I don't think anyone is confused about your response, but it seems very clear that you have judgments about her which are based on her ONE post on a message board. My point was that I'm glad I didn't cross paths with you when I was a rushee because I probably would have asked the same type of question and apparently would have been judged for my ignorance. All I knew when I rushed were the rumors about Greek life which included hazing stories. I think we should all be careful about jumping all over anyone on this website because all it does is contribute to another rumor-the one of Greeks being elitist and snobby.

IvySpice 09-29-2003 10:21 PM

>She made it clear she didn't research her options.

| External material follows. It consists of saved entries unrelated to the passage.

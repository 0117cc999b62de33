//! Self-signed root CA issuance.
//!
//! The CA is regenerated on every invocation: re-running the tool rotates
//! the CA key and certificate, invalidating every leaf signed by the old
//! pair. Configuration templates, by contrast, are create-if-absent.

use std::fs;

use chrono::Utc;
use rcgen::{
    BasicConstraints, CertificateParams, DistinguishedName, DnType, IsCa, KeyPair,
    KeyUsagePurpose, SerialNumber, PKCS_RSA_SHA256,
};
use rsa::pkcs8::{EncodePrivateKey, LineEnding};
use rsa::RsaPrivateKey;
use time::{Duration, OffsetDateTime};
use tracing::{debug, info};

use crate::error::{run, CaError};
use crate::paths::CaPaths;
use crate::serial;
use crate::CertificateInfo;

/// Common name of the root certificate.
pub const CA_COMMON_NAME: &str = "TapCert Root CA";

const CA_ORGANIZATION: &str = "TapCert CA";
const CA_UNIT: &str = "TapCert";

/// Effectively permanent: the CA is meant to be installed once in a trust
/// store and never renewed.
const CA_VALIDITY_DAYS: i64 = 36_500;

const CA_KEY_BITS: usize = 2048;

/// A freshly generated CA key and self-signed certificate.
#[derive(Debug)]
pub struct CaIdentity {
    /// PKCS#8 private key PEM, as persisted to `ca.key`.
    pub key_pem: String,
    /// Self-signed certificate PEM, as persisted to `ca.crt`.
    pub cert_pem: String,
    /// Issuance metadata.
    pub info: CertificateInfo,
}

/// Generate a new CA key pair and self-signed certificate, overwriting any
/// existing CA material in the storage directory.
pub fn issue_ca(paths: &CaPaths) -> crate::Result<CaIdentity> {
    paths.ensure_dir()?;
    info!("generating CA certificate");

    let key = run("generate CA private key", || {
        RsaPrivateKey::new(&mut rand::rngs::OsRng, CA_KEY_BITS)
    })?;
    let key_pem = run("encode CA private key", || key.to_pkcs8_pem(LineEnding::LF))?;
    let key_pair = KeyPair::from_pkcs8_pem_and_sign_algo(key_pem.as_str(), &PKCS_RSA_SHA256)
        .map_err(CaError::engine)?;

    let mut dn = DistinguishedName::new();
    dn.push(DnType::CountryName, "CN");
    dn.push(DnType::StateOrProvinceName, "State");
    dn.push(DnType::LocalityName, "City");
    dn.push(DnType::OrganizationName, CA_ORGANIZATION);
    dn.push(DnType::OrganizationalUnitName, CA_UNIT);
    dn.push(DnType::CommonName, CA_COMMON_NAME);

    let mut params = CertificateParams::default();
    params.distinguished_name = dn;
    params.is_ca = IsCa::Ca(BasicConstraints::Unconstrained);
    params.use_authority_key_identifier_extension = true;
    params.key_usages = vec![
        KeyUsagePurpose::CrlSign,
        KeyUsagePurpose::KeyCertSign,
        KeyUsagePurpose::DigitalSignature,
        KeyUsagePurpose::ContentCommitment,
        KeyUsagePurpose::KeyEncipherment,
        KeyUsagePurpose::DataEncipherment,
    ];

    let now = OffsetDateTime::now_utc();
    params.not_before = now - Duration::minutes(5); // clock-skew buffer
    params.not_after = now + Duration::days(CA_VALIDITY_DAYS);

    let serial_bytes = serial::random_serial();
    params.serial_number = Some(SerialNumber::from(serial_bytes.clone()));

    let cert = run("self-sign CA certificate", || params.self_signed(&key_pair))?;
    let cert_pem = cert.pem();

    fs::write(paths.ca_key(), key_pem.as_bytes())?;
    fs::write(paths.ca_cert(), cert_pem.as_bytes())?;
    debug!("wrote {} and {}", paths.ca_key().display(), paths.ca_cert().display());

    let issued_at = Utc::now();
    let info = CertificateInfo {
        subject: CA_COMMON_NAME.to_string(),
        issuer: CA_COMMON_NAME.to_string(),
        serial: hex::encode_upper(&serial_bytes),
        not_before: issued_at - chrono::Duration::minutes(5),
        not_after: issued_at + chrono::Duration::days(CA_VALIDITY_DAYS),
    };

    Ok(CaIdentity {
        key_pem: key_pem.to_string(),
        cert_pem,
        info,
    })
}
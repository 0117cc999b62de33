//! CA serial-number state.
//!
//! Signing tracks serials in `ca.srl`, created as a side effect of the
//! first signature: the file holds the hex serial to use next; each
//! signature consumes it and writes back the incremented value.

use std::fs;
use std::path::Path;

use rand::RngCore;

use crate::error::CaError;

/// Byte length of freshly seeded serials.
const SEED_LEN: usize = 16;

/// Longest serial accepted from an existing state file (RFC 5280 cap).
const MAX_LEN: usize = 20;

/// Consume the next serial from the state file at `path`.
///
/// If the file is absent it is seeded with a random positive serial.
/// Returns the serial to use for the current signature; the incremented
/// successor is persisted for the next one.
pub fn next_serial(path: &Path) -> crate::Result<Vec<u8>> {
    let current = if path.exists() {
        let text = fs::read_to_string(path)?;
        let trimmed = text.trim();
        let bytes = hex::decode(trimmed)
            .map_err(|_| CaError::Profile(format!("malformed serial state: {trimmed:?}")))?;
        if bytes.is_empty() || bytes.len() > MAX_LEN {
            return Err(CaError::Profile(format!(
                "serial state has unusable length {}",
                bytes.len()
            )));
        }
        bytes
    } else {
        random_serial()
    };

    fs::write(path, format!("{}\n", hex::encode_upper(incremented(&current))))?;
    Ok(current)
}

/// A random positive serial, high bit cleared so the DER integer stays
/// positive without padding.
pub(crate) fn random_serial() -> Vec<u8> {
    let mut bytes = vec![0u8; SEED_LEN];
    rand::rngs::OsRng.fill_bytes(&mut bytes);
    bytes[0] &= 0x7f;
    bytes
}

fn incremented(serial: &[u8]) -> Vec<u8> {
    let mut next = serial.to_vec();
    for byte in next.iter_mut().rev() {
        let (value, carry) = byte.overflowing_add(1);
        *byte = value;
        if !carry {
            return next;
        }
    }
    next.insert(0, 1);
    next
}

Going to any GLO's >website would've cleared up any confusion about hazing

No, it would not have. It would have cleared up that the national organization forbids hazing and that the university has a "zero tolerance" policy regarding it, etc. Would it confirm that she won't get hazed at a given chapter of that sorority? Unfortunately, no...not in any national organization.

>She's asking for ritual information on a public website. I, for one, find this insulting.

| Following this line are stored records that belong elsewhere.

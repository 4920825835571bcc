//! Resilience subsystem.
//!
//! # Data Flow
//! ```text
//! Upstream connection lost:
//!     → backoff.rs (delay before the next attempt)
//!     → upstream::supervisor sleeps, then reconnects
//! ```
//!
//! # Design Decisions
//! - Growth is bounded; a dead upstream is retried at most once per max delay
//! - Delay resets after every successful connect

pub mod backoff;

pub use backoff::Backoff;
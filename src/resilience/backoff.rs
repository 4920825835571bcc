//! Bounded exponential backoff for upstream reconnects.

use std::time::Duration;

use crate::config::BackoffConfig;

/// Reconnect delay policy.
///
/// Deterministic: no jitter, so a given sequence of failures always yields
/// the same delays.
#[derive(Debug, Clone, Copy, PartialEq, Eq)]
pub struct Backoff {
    initial: Duration,
    factor: u32,
    max: Duration,
}

impl Backoff {
    pub const INITIAL_DELAY: Duration = Duration::from_millis(1_000);
    pub const FACTOR: u32 = 2;
    pub const MAX_DELAY: Duration = Duration::from_millis(30_000);

    pub fn new(initial: Duration, factor: u32, max: Duration) -> Self {
        Self {
            initial,
            factor: factor.max(1),
            max: max.max(initial),
        }
    }

    /// Delay used for the first failure after a successful connect.
    pub fn reset(&self) -> Duration {
        self.initial
    }

    /// Delay following `delay`: `min(delay * factor, max)`.
    pub fn next(&self, delay: Duration) -> Duration {
        delay.saturating_mul(self.factor).min(self.max)
    }
}

impl Default for Backoff {
    fn default() -> Self {
        Self::new(Self::INITIAL_DELAY, Self::FACTOR, Self::MAX_DELAY)
    }
}

impl From<BackoffConfig> for Backoff {
    fn from(config: BackoffConfig) -> Self {
        Self::new(
            Duration::from_millis(config.initial_ms),
            config.factor,
            Duration::from_millis(config.max_ms),
        )
    }
}

#[cfg(test)]
mod tests {
    use super::*;

    #[test]
    fn test_doubling_sequence() {
        let backoff = Backoff::default();
        let mut delay = backoff.reset();
        let mut seen = vec![delay.as_millis()];
        for _ in 0..6 {
            delay = backoff.next(delay);
            seen.push(delay.as_millis());
        }
        assert_eq!(seen, vec![1_000, 2_000, 4_000, 8_000, 16_000, 30_000, 30_000]);
    }

    #[test]
    fn test_capped_at_max() {
        let backoff = Backoff::default();
        assert_eq!(backoff.next(Duration::from_millis(29_000)), Backoff::MAX_DELAY);
        assert_eq!(backoff.next(Backoff::MAX_DELAY), Backoff::MAX_DELAY);
    }

    #[test]
    fn test_huge_delay_does_not_overflow() {
        let backoff = Backoff::default();
        assert_eq!(backoff.next(Duration::MAX), Backoff::MAX_DELAY);
    }

    #[test]
    fn test_from_config() {
        let backoff = Backoff::from(BackoffConfig {
            initial_ms: 100,
            factor: 3,
            max_ms: 500,
        });
        assert_eq!(backoff.reset(), Duration::from_millis(100));
        assert_eq!(backoff.next(Duration::from_millis(100)), Duration::from_millis(300));
        assert_eq!(backoff.next(Duration::from_millis(300)), Duration::from_millis(500));
    }

    #[test]
    fn test_factor_one_is_constant() {
        let backoff = Backoff::new(Duration::from_millis(250), 1, Duration::from_secs(1));
        assert_eq!(backoff.next(backoff.reset()), Duration::from_millis(250));
    }
}
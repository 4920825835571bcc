//! HTTP protocol handling subsystem.
//!
//! # Data Flow
//! ```text
//! TCP connection
//!     → server.rs (Axum setup, /health, admin routes)
//!     → routing layer resolves {prefix}/{channel}
//!         → unknown: 404, connection closed, no handshake
//!         → known: upgrade
//!     → websocket.rs (binding: downstream socket ↔ upstream supervisor)
//! ```

pub mod server;
pub mod websocket;

pub use server::{AppState, ProxyServer, ServerError};
pub use websocket::BindingSettings;
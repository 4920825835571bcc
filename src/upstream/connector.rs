//! Opening upstream sockets.
//!
//! # Responsibilities
//! - Derive the upstream WebSocket address for a channel
//! - Attach the static upstream credential header
//! - Bound every attempt by the configured connect timeout

use std::future::Future;
use std::time::Duration;

use futures_util::{Sink, Stream};
use tokio::net::TcpStream;
use tokio_tungstenite::tungstenite::client::IntoClientRequest;
use tokio_tungstenite::tungstenite::http::{HeaderName, HeaderValue};
use tokio_tungstenite::tungstenite::{self, Message};
use tokio_tungstenite::{MaybeTlsStream, WebSocketStream};

use crate::config::UpstreamConfig;
use crate::routing::Channel;

/// Error type for upstream connect attempts.
#[derive(Debug, thiserror::Error)]
pub enum UpstreamError {
    #[error("upstream base url must start with http:// or https://, got '{0}'")]
    InvalidUrl(String),
    #[error("invalid credential header: {0}")]
    InvalidHeader(String),
    #[error("connect timed out after {0:?}")]
    Timeout(Duration),
    #[error("websocket error: {0}")]
    WebSocket(#[from] tungstenite::Error),
}

/// Opens one upstream socket for a channel.
///
/// The supervisor calls this once per attempt and owns the returned socket
/// until it closes.
pub trait UpstreamConnector: Send + Sync + 'static {
    type Socket: Stream<Item = Result<Message, tungstenite::Error>>
        + Sink<Message, Error = tungstenite::Error>
        + Send
        + Unpin
        + 'static;

    fn connect(
        &self,
        channel: Channel,
    ) -> impl Future<Output = Result<Self::Socket, UpstreamError>> + Send;
}

/// Derive `ws(s)://<host>/ws/<channel>` from an `http(s)://` base URL.
pub fn upstream_url(base_url: &str, channel: Channel) -> Result<String, UpstreamError> {
    let ws_base = if let Some(rest) = base_url.strip_prefix("https://") {
        format!("wss://{rest}")
    } else if let Some(rest) = base_url.strip_prefix("http://") {
        format!("ws://{rest}")
    } else {
        return Err(UpstreamError::InvalidUrl(base_url.to_string()));
    };

    Ok(format!("{}/ws/{}", ws_base.trim_end_matches('/'), channel))
}

/// Connector backed by `tokio-tungstenite`.
#[derive(Debug, Clone)]
pub struct TungsteniteConnector {
    base_url: String,
    header_name: HeaderName,
    header_value: HeaderValue,
    connect_timeout: Duration,
}

impl TungsteniteConnector {
    pub fn new(config: &UpstreamConfig) -> Result<Self, UpstreamError> {
        // Fail on a bad base URL at startup rather than on the first attempt.
        upstream_url(&config.realtime_url, Channel::Logs)?;

        let header_name = HeaderName::from_bytes(config.api_key_header.as_bytes())
            .map_err(|e| UpstreamError::InvalidHeader(e.to_string()))?;
        let mut header_value = HeaderValue::from_str(&config.api_key)
            .map_err(|e| UpstreamError::InvalidHeader(e.to_string()))?;
        header_value.set_sensitive(true);

        Ok(Self {
            base_url: config.realtime_url.clone(),
            header_name,
            header_value,
            connect_timeout: config.connect_timeout(),
        })
    }
}

impl UpstreamConnector for TungsteniteConnector {
    type Socket = WebSocketStream<MaybeTlsStream<TcpStream>>;

    async fn connect(&self, channel: Channel) -> Result<Self::Socket, UpstreamError> {
        let url = upstream_url(&self.base_url, channel)?;
        let mut request = url.into_client_request()?;
        request
            .headers_mut()
            .insert(self.header_name.clone(), self.header_value.clone());

        let (socket, _response) =
            tokio::time::timeout(self.connect_timeout, tokio_tungstenite::connect_async(request))
                .await
                .map_err(|_| UpstreamError::Timeout(self.connect_timeout))??;

        Ok(socket)
    }
}
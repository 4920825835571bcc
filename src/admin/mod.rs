pub mod auth;
pub mod handlers;

use std::sync::Arc;

use axum::{middleware, routing::get, Router};

use self::auth::admin_auth_middleware;
use self::handlers::*;
use crate::config::AdminConfig;
use crate::net::ConnectionRegistry;

/// Shared state for admin handlers.
#[derive(Clone)]
pub struct AdminState {
    pub registry: ConnectionRegistry,
    pub api_key: Arc<str>,
}

pub fn setup_admin_router(config: &AdminConfig, registry: ConnectionRegistry) -> Router {
    let state = AdminState {
        registry,
        api_key: Arc::from(config.api_key.as_str()),
    };

    Router::new()
        .route("/admin/status", get(get_status))
        .route("/admin/bindings", get(get_bindings))
        .layer(middleware::from_fn_with_state(state.clone(), admin_auth_middleware))
        .with_state(state)
}
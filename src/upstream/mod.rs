//! Upstream subsystem.
//!
//! # Data Flow
//! ```text
//! Binding created
//!     → supervisor.rs (actor task per binding)
//!         → connector.rs (derive ws(s):// address, attach credential, connect)
//!         → state.rs (Disconnected → Connecting → Connected)
//!     → frames relayed both ways (frame.rs)
//!     → on close/error: state.rs grows delay, supervisor sleeps, reconnects
//!     → on terminate: Terminated, socket closed, timer dropped
//! ```
//!
//! # Design Decisions
//! - One upstream socket per binding, never shared
//! - Upstream failures stay inside the supervisor
//! - The connector is a trait so tests can supply in-memory sockets

pub mod connector;
pub mod frame;
pub mod state;
pub mod supervisor;

#[cfg(test)]
pub(crate) mod testing;

pub use connector::{upstream_url, TungsteniteConnector, UpstreamConnector, UpstreamError};
pub use frame::Frame;
pub use state::{LinkState, UpstreamLink};
pub use supervisor::{Supervisor, SupervisorHandle};
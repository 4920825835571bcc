//! In-memory upstream for supervisor and binding tests.

use std::collections::VecDeque;
use std::sync::{Arc, Mutex};

use tokio::io::DuplexStream;
use tokio::sync::mpsc;
use tokio::time::Instant;
use tokio_tungstenite::tungstenite::protocol::Role;
use tokio_tungstenite::tungstenite::Error as WsError;
use tokio_tungstenite::WebSocketStream;

use crate::routing::Channel;
use crate::upstream::connector::{UpstreamConnector, UpstreamError};

pub type ServerSocket = WebSocketStream<DuplexStream>;

/// Outcome of one scripted connect attempt.
#[derive(Debug, Clone, Copy)]
pub enum Script {
    Refuse,
    Accept,
    /// Never resolves.
    Hang,
}

/// Connector that plays back a fixed script, then refuses forever.
pub struct ScriptedConnector {
    script: Mutex<VecDeque<Script>>,
    attempts: Mutex<Vec<(Instant, Channel)>>,
    accepted: mpsc::UnboundedSender<ServerSocket>,
}

impl ScriptedConnector {
    pub fn new(
        script: impl IntoIterator<Item = Script>,
    ) -> (Arc<Self>, mpsc::UnboundedReceiver<ServerSocket>) {
        let (accepted, rx) = mpsc::unbounded_channel();
        let connector = Arc::new(Self {
            script: Mutex::new(script.into_iter().collect()),
            attempts: Mutex::new(Vec::new()),
            accepted,
        });
        (connector, rx)
    }

    pub fn attempts(&self) -> Vec<Instant> {
        self.attempts.lock().unwrap().iter().map(|(at, _)| *at).collect()
    }

    pub fn channels(&self) -> Vec<Channel> {
        self.attempts.lock().unwrap().iter().map(|(_, c)| *c).collect()
    }

    pub fn attempt_count(&self) -> usize {
        self.attempts.lock().unwrap().len()
    }
}

impl UpstreamConnector for ScriptedConnector {
    type Socket = WebSocketStream<DuplexStream>;

    async fn connect(&self, channel: Channel) -> Result<Self::Socket, UpstreamError> {
        self.attempts.lock().unwrap().push((Instant::now(), channel));
        let next = self.script.lock().unwrap().pop_front();

        match next.unwrap_or(Script::Refuse) {
            Script::Refuse => Err(UpstreamError::WebSocket(WsError::ConnectionClosed)),
            Script::Hang => std::future::pending().await,
            Script::Accept => {
                let (client, server) = tokio::io::duplex(64 * 1024);
                let client = WebSocketStream::from_raw_socket(client, Role::Client, None).await;
                let server = WebSocketStream::from_raw_socket(server, Role::Server, None).await;
                let _ = self.accepted.send(server);
                Ok(client)
            }
        }
    }
}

She's a PNM, and she may not know what you consider appropriate to ask about. She may assume that members will simply say whatever they are allowed to say and hold back whatever is private -- which is the same assumption I make. Why jump to the conclusion that she wants to know privileged information? Couldn't the answer to her question be, "Expect a warm welcome, a busy schedule, and a beautiful ceremony at the end"?

>She's being flippant about something I, for one, take very seriously.

To me, a flippant tone is not obvious from her post. It strikes me as an anxious tone, with a nervous laugh. Unless it is crystal clear that someone is deliberately trying to offend, I prefer to give them the benefit of the doubt and inquire a little more. Even if it then turns out that she is being flippant, maybe she could be encouraged to take things more seriously via a gentle explanation of how much sisterhood can mean.

Ivy

DeltAlum 09-29-2003 10:25 PM

OK, I can be really cynical and suspicious, but every time I read a post like that by a newbie (with no offense to our friend Newbie), I just wonder what they are trying to get us to say on a public forum.

I'm sure that I'm wrong and that this person isn't a troll. Right?

pinkyphimu 09-29-2003 10:27 PM

jax, you know i love ya girl, but you totally need to relax on this one. first of all hazing does still happen. i can tell you with 100% fact that the other 3 NPC chapters on my campus haze (at least thru 1999, but it is possible that it still goes on). the ifc glos haze as well (somewhere on this forum is the notice about the dtd boys who were kicked off campus last year. 2 years ago, another house was kicked off for hazing too- and they DOCUMENTED IT ON VIDEO.) i know we all want to live in a world that believes that hazing doesn't happen anywhere, but it does. i think that pinkship IS doing her research and asking what she should do if she encounters it!

there are plenty of things that "aren't" supposed to happen bc there are laws or statements against them...underaged drinking, driving while under the influence, using drugs, murder....but that doesn't mean that it doesn't happen bc on some law book or on some website it says that it is not condoned.

HotDamnImAPhiMu 09-29-2003 10:39 PM

I dunno. She specifically asked what she could expect at initation. The post, to me, smacked of trying to get information.

If she has a legitimate right to the information -- i.e. she's really just a poor, confused, pnm -- she has legitimate access to the information. All she needs to do, Ivy, is go directly to the members of the org. she's trying to become a member of and make her stance clear.

If she *doesn't* have a legitimate right to the information, then she's trying to get posts that don't belong on GC.

Either way. I think her post was inappropriate and, since her post is all I have to judge her on (Otter, wasn't that you jumping all over me for one post?) I stand by my earlier statements that she isn't the kind of girl I'd want in MY sisterhood.